Task instructions: Say how many lines of the material include "label". Give the number without any other text.

Dataset entries:
=====
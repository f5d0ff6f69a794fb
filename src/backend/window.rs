use crate::Color;
use crate::WindowId;
use crate::backend::util::GpuImage;

/// A window displaying an image.
pub struct Window {
	/// The winit window.
	pub(crate) window: winit::window::Window,

	/// The window options.
	pub(crate) options: WindowOptions,

	/// The wgpu surface to render to.
	pub(crate) surface: wgpu::Surface,

	/// The configuration of the surface.
	pub(crate) surface_config: wgpu::SurfaceConfiguration,

	/// The image to display (if any).
	pub(crate) image: Option<GpuImage>,
}

impl Window {
	/// Get the window ID.
	pub fn id(&self) -> WindowId {
		self.window.id()
	}
}

/// Options for creating a new window.
#[derive(Debug, Clone)]
pub struct WindowOptions {
	/// The background color for the window.
	pub background_color: Color,

	/// The initial size of the window in pixel.
	///
	/// This may be ignored by a window manager.
	pub size: Option<[u32; 2]>,

	/// If true allow the window to be resized.
	///
	/// This may be ignored by a window manager.
	pub resizable: bool,
}

impl Default for WindowOptions {
	fn default() -> Self {
		Self {
			background_color: Color::BLACK,
			size: None,
			resizable: true,
		}
	}
}

impl WindowOptions {
	/// Set the background color of the window.
	///
	/// This function consumes and returns `self` to allow daisy chaining.
	pub fn set_background_color(mut self, background_color: Color) -> Self {
		self.background_color = background_color;
		self
	}

	/// Set the initial size of the window.
	///
	/// This property may be ignored by a window manager.
	///
	/// This function consumes and returns `self` to allow daisy chaining.
	pub fn set_size(mut self, size: [u32; 2]) -> Self {
		self.size = Some(size);
		self
	}

	/// Make the window resizable or not.
	///
	/// This property may be ignored by a window manager.
	///
	/// This function consumes and returns `self` to allow daisy chaining.
	pub fn set_resizable(mut self, resizable: bool) -> Self {
		self.resizable = resizable;
		self
	}
}
use crate::AsImageView;
use crate::WindowId;
use crate::WindowOptions;
use crate::backend::util::GpuImage;
use crate::backend::window::Window;
use crate::error::CreateWindowError;
use crate::error::GetDeviceError;
use crate::error::InvalidWindowId;
use crate::error::NoSuitableAdapterFound;
use crate::error::SetImageError;

/// Internal shorthand type-alias for the correct [`winit::event_loop::EventLoop`].
///
/// Not for use in public APIs.
type EventLoop = winit::event_loop::EventLoop<()>;

impl From<crate::Color> for wgpu::Color {
	fn from(other: crate::Color) -> Self {
		Self {
			r: other.red,
			g: other.green,
			b: other.blue,
			a: other.alpha,
		}
	}
}

/// The application context managing all windows and the main event loop.
///
/// All window system and GPU state of the process is owned by this object.
/// It is created once at startup and consumed by [`run`](Self::run),
/// which hands control to the event loop and only returns by exiting the process.
pub struct Context {
	/// The wgpu instance to create surfaces with.
	instance: wgpu::Instance,

	/// The event loop to use.
	///
	/// Running the event loop consumes it,
	/// so from that point on this field is `None`.
	event_loop: Option<EventLoop>,

	/// The wgpu device to use.
	device: wgpu::Device,

	/// The wgpu command queue to use.
	queue: wgpu::Queue,

	/// The texture format used for window surfaces.
	surface_format: wgpu::TextureFormat,

	/// The bind group layout for the image specific bindings.
	image_bind_group_layout: wgpu::BindGroupLayout,

	/// The render pipeline to use for windows.
	window_pipeline: wgpu::RenderPipeline,

	/// The windows.
	windows: Vec<Window>,
}

impl Context {
	/// Create a new application context.
	///
	/// The context must be created and used from the main thread,
	/// and the [`run`](Self::run) function never returns,
	/// so a process can only ever run one context.
	pub fn new(surface_format: wgpu::TextureFormat) -> Result<Self, GetDeviceError> {
		let instance = wgpu::Instance::new(wgpu::InstanceDescriptor::default());
		let event_loop = EventLoop::new();

		let (device, queue) = futures::executor::block_on(get_device(&instance))?;

		let image_bind_group_layout = create_image_bind_group_layout(&device);

		let shader = device.create_shader_module(wgpu::include_wgsl!("../../shaders/shader.wgsl"));

		let pipeline_layout = device.create_pipeline_layout(&wgpu::PipelineLayoutDescriptor {
			label: Some("track-display-pipeline-layout"),
			bind_group_layouts: &[&image_bind_group_layout],
			push_constant_ranges: &[],
		});

		let window_pipeline = create_render_pipeline(&device, &pipeline_layout, &shader, surface_format);

		Ok(Self {
			instance,
			event_loop: Some(event_loop),
			device,
			queue,
			surface_format,
			image_bind_group_layout,
			window_pipeline,
			windows: Vec::new(),
		})
	}

	/// Create a new window.
	pub fn create_window(&mut self, title: impl Into<String>, options: WindowOptions) -> Result<WindowId, CreateWindowError> {
		let event_loop = self.event_loop.as_ref().unwrap();

		let mut window = winit::window::WindowBuilder::new()
			.with_title(title)
			.with_resizable(options.resizable);

		if let Some(size) = options.size {
			let size = winit::dpi::LogicalSize::new(size[0], size[1]);
			window = window.with_inner_size(size);
		}

		let window = window.build(event_loop)?;

		let surface = unsafe { self.instance.create_surface(&window) }?;

		let size = window.inner_size();
		let surface_config = wgpu::SurfaceConfiguration {
			usage: wgpu::TextureUsages::RENDER_ATTACHMENT,
			format: self.surface_format,
			width: size.width,
			height: size.height,
			present_mode: wgpu::PresentMode::AutoVsync,
			alpha_mode: wgpu::CompositeAlphaMode::Auto,
			view_formats: Vec::new(),
		};
		surface.configure(&self.device, &surface_config);

		let window = Window {
			window,
			options,
			surface,
			surface_config,
			image: None,
		};

		let window_id = window.id();
		self.windows.push(window);
		Ok(window_id)
	}

	/// Destroy a window.
	fn destroy_window(&mut self, window_id: WindowId) -> Result<(), InvalidWindowId> {
		let index = self.windows.iter().position(|w| w.id() == window_id)
			.ok_or(InvalidWindowId { window_id })?;
		self.windows.remove(index);
		Ok(())
	}

	/// Set the image to be displayed on a window.
	///
	/// This replaces the previously displayed image, if any,
	/// and schedules a redraw of the window.
	pub fn set_window_image(&mut self, window_id: WindowId, name: impl Into<String>, image: &impl AsImageView) -> Result<(), SetImageError> {
		let window = self.windows.iter_mut()
			.find(|w| w.id() == window_id)
			.ok_or(InvalidWindowId { window_id })?;

		let image = image.as_image_view()?;
		let name = name.into();
		log::debug!("attaching image {:?} to window {:?}", name, window_id);

		let texture = GpuImage::from_image(name, &self.device, &self.queue, &self.image_bind_group_layout, &image);
		window.image = Some(texture);
		window.window.request_redraw();
		Ok(())
	}

	/// Resize the surface of a window.
	fn resize_window(&mut self, window_id: WindowId, new_size: winit::dpi::PhysicalSize<u32>) -> Result<(), InvalidWindowId> {
		let window = self.windows
			.iter_mut()
			.find(|w| w.id() == window_id)
			.ok_or(InvalidWindowId { window_id })?;

		// A zero sized surface can not be configured. The window is
		// minimized, a redraw will follow when it is restored.
		if new_size.width == 0 || new_size.height == 0 {
			return Ok(());
		}

		window.surface_config.width = new_size.width;
		window.surface_config.height = new_size.height;
		window.surface.configure(&self.device, &window.surface_config);
		Ok(())
	}

	/// Render the contents of a window.
	fn render_window(&mut self, window_id: WindowId) -> Result<(), InvalidWindowId> {
		let window = self.windows.iter_mut()
			.find(|w| w.id() == window_id)
			.ok_or(InvalidWindowId { window_id })?;

		let image = match &window.image {
			Some(x) => x,
			None => return Ok(()),
		};

		let frame = window.surface
			.get_current_texture()
			.expect("Failed to acquire next swap chain texture");

		let mut encoder = self.device.create_command_encoder(&Default::default());
		render_pass(&mut encoder, &self.window_pipeline, image, window.options.background_color, &frame.texture.create_view(&Default::default()));
		self.queue.submit(std::iter::once(encoder.finish()));
		frame.present();
		Ok(())
	}

	/// Run the event loop of the context.
	///
	/// This function must be run from the main thread and never returns.
	/// The process exits with status 0 once the last window is closed.
	pub fn run(mut self) -> ! {
		let event_loop = self.event_loop.take().unwrap();
		event_loop.run(move |event, _event_loop, control_flow| {
			*control_flow = winit::event_loop::ControlFlow::Wait;

			let initial_window_count = self.windows.len();
			self.handle_event(event);

			// Closing the last window terminates the process.
			if self.windows.is_empty() && initial_window_count > 0 {
				log::debug!("last window closed, exiting");
				std::process::exit(0);
			}
		});
	}

	/// Handle an event from the event loop.
	fn handle_event(&mut self, event: winit::event::Event<'_, ()>) {
		use winit::event::Event;
		use winit::event::WindowEvent;

		match event {
			Event::WindowEvent { window_id, event: WindowEvent::Resized(new_size) } => {
				let _ = self.resize_window(window_id, new_size);
			},
			Event::WindowEvent { window_id, event: WindowEvent::ScaleFactorChanged { new_inner_size, .. } } => {
				let _ = self.resize_window(window_id, *new_inner_size);
			},
			Event::WindowEvent { window_id, event: WindowEvent::CloseRequested } => {
				let _ = self.destroy_window(window_id);
			},
			Event::RedrawRequested(window_id) => {
				if let Err(error) = self.render_window(window_id) {
					log::error!("failed to render window contents: {}", error);
				}
			},
			_ => {},
		}
	}
}

/// Get a wgpu device to use.
async fn get_device(instance: &wgpu::Instance) -> Result<(wgpu::Device, wgpu::Queue), GetDeviceError> {
	// Find a suitable display adapter.
	let adapter = instance.request_adapter(&wgpu::RequestAdapterOptions {
		power_preference: wgpu::PowerPreference::default(),
		force_fallback_adapter: false,
		compatible_surface: None,
	}).await;

	let adapter = adapter.ok_or(NoSuitableAdapterFound)?;

	// Create the logical device and command queue.
	let (device, queue) = adapter.request_device(
		&wgpu::DeviceDescriptor {
			label: Some("track-display-device"),
			features: wgpu::Features::empty(),
			limits: wgpu::Limits::default(),
		},
		None,
	).await?;

	Ok((device, queue))
}

/// Create the bind group layout for the image specific bindings.
fn create_image_bind_group_layout(device: &wgpu::Device) -> wgpu::BindGroupLayout {
	device.create_bind_group_layout(&wgpu::BindGroupLayoutDescriptor {
		label: Some("image_bind_group_layout"),
		entries: &[
			wgpu::BindGroupLayoutEntry {
				binding: 0,
				visibility: wgpu::ShaderStages::FRAGMENT,
				count: None,
				ty: wgpu::BindingType::Texture {
					sample_type: wgpu::TextureSampleType::Float { filterable: true },
					view_dimension: wgpu::TextureViewDimension::D2,
					multisampled: false,
				},
			},
			wgpu::BindGroupLayoutEntry {
				binding: 1,
				visibility: wgpu::ShaderStages::FRAGMENT,
				count: None,
				ty: wgpu::BindingType::Sampler(wgpu::SamplerBindingType::Filtering),
			},
		],
	})
}

/// Create a render pipeline with the specified device, layout, shader and surface format.
fn create_render_pipeline(
	device: &wgpu::Device,
	layout: &wgpu::PipelineLayout,
	shader: &wgpu::ShaderModule,
	surface_format: wgpu::TextureFormat,
) -> wgpu::RenderPipeline {
	device.create_render_pipeline(&wgpu::RenderPipelineDescriptor {
		label: Some("track-display-pipeline"),
		layout: Some(layout),
		vertex: wgpu::VertexState {
			module: shader,
			entry_point: "vs_main",
			buffers: &[],
		},
		fragment: Some(wgpu::FragmentState {
			module: shader,
			entry_point: "fs_main",
			targets: &[Some(wgpu::ColorTargetState {
				format: surface_format,
				blend: Some(wgpu::BlendState::ALPHA_BLENDING),
				write_mask: wgpu::ColorWrites::ALL,
			})],
		}),
		primitive: wgpu::PrimitiveState::default(),
		depth_stencil: None,
		multisample: wgpu::MultisampleState::default(),
		multiview: None,
	})
}

/// Perform a render pass of an image.
fn render_pass(
	encoder: &mut wgpu::CommandEncoder,
	render_pipeline: &wgpu::RenderPipeline,
	image: &GpuImage,
	background_color: crate::Color,
	target: &wgpu::TextureView,
) {
	let mut render_pass = encoder.begin_render_pass(&wgpu::RenderPassDescriptor {
		label: Some("track-display-render-pass"),
		color_attachments: &[Some(wgpu::RenderPassColorAttachment {
			view: target,
			resolve_target: None,
			ops: wgpu::Operations {
				load: wgpu::LoadOp::Clear(background_color.into()),
				store: true,
			},
		})],
		depth_stencil_attachment: None,
	});

	render_pass.set_pipeline(render_pipeline);
	render_pass.set_bind_group(0, image.bind_group(), &[]);
	render_pass.draw(0..6, 0..1);
	drop(render_pass);
}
=====
Output below: 5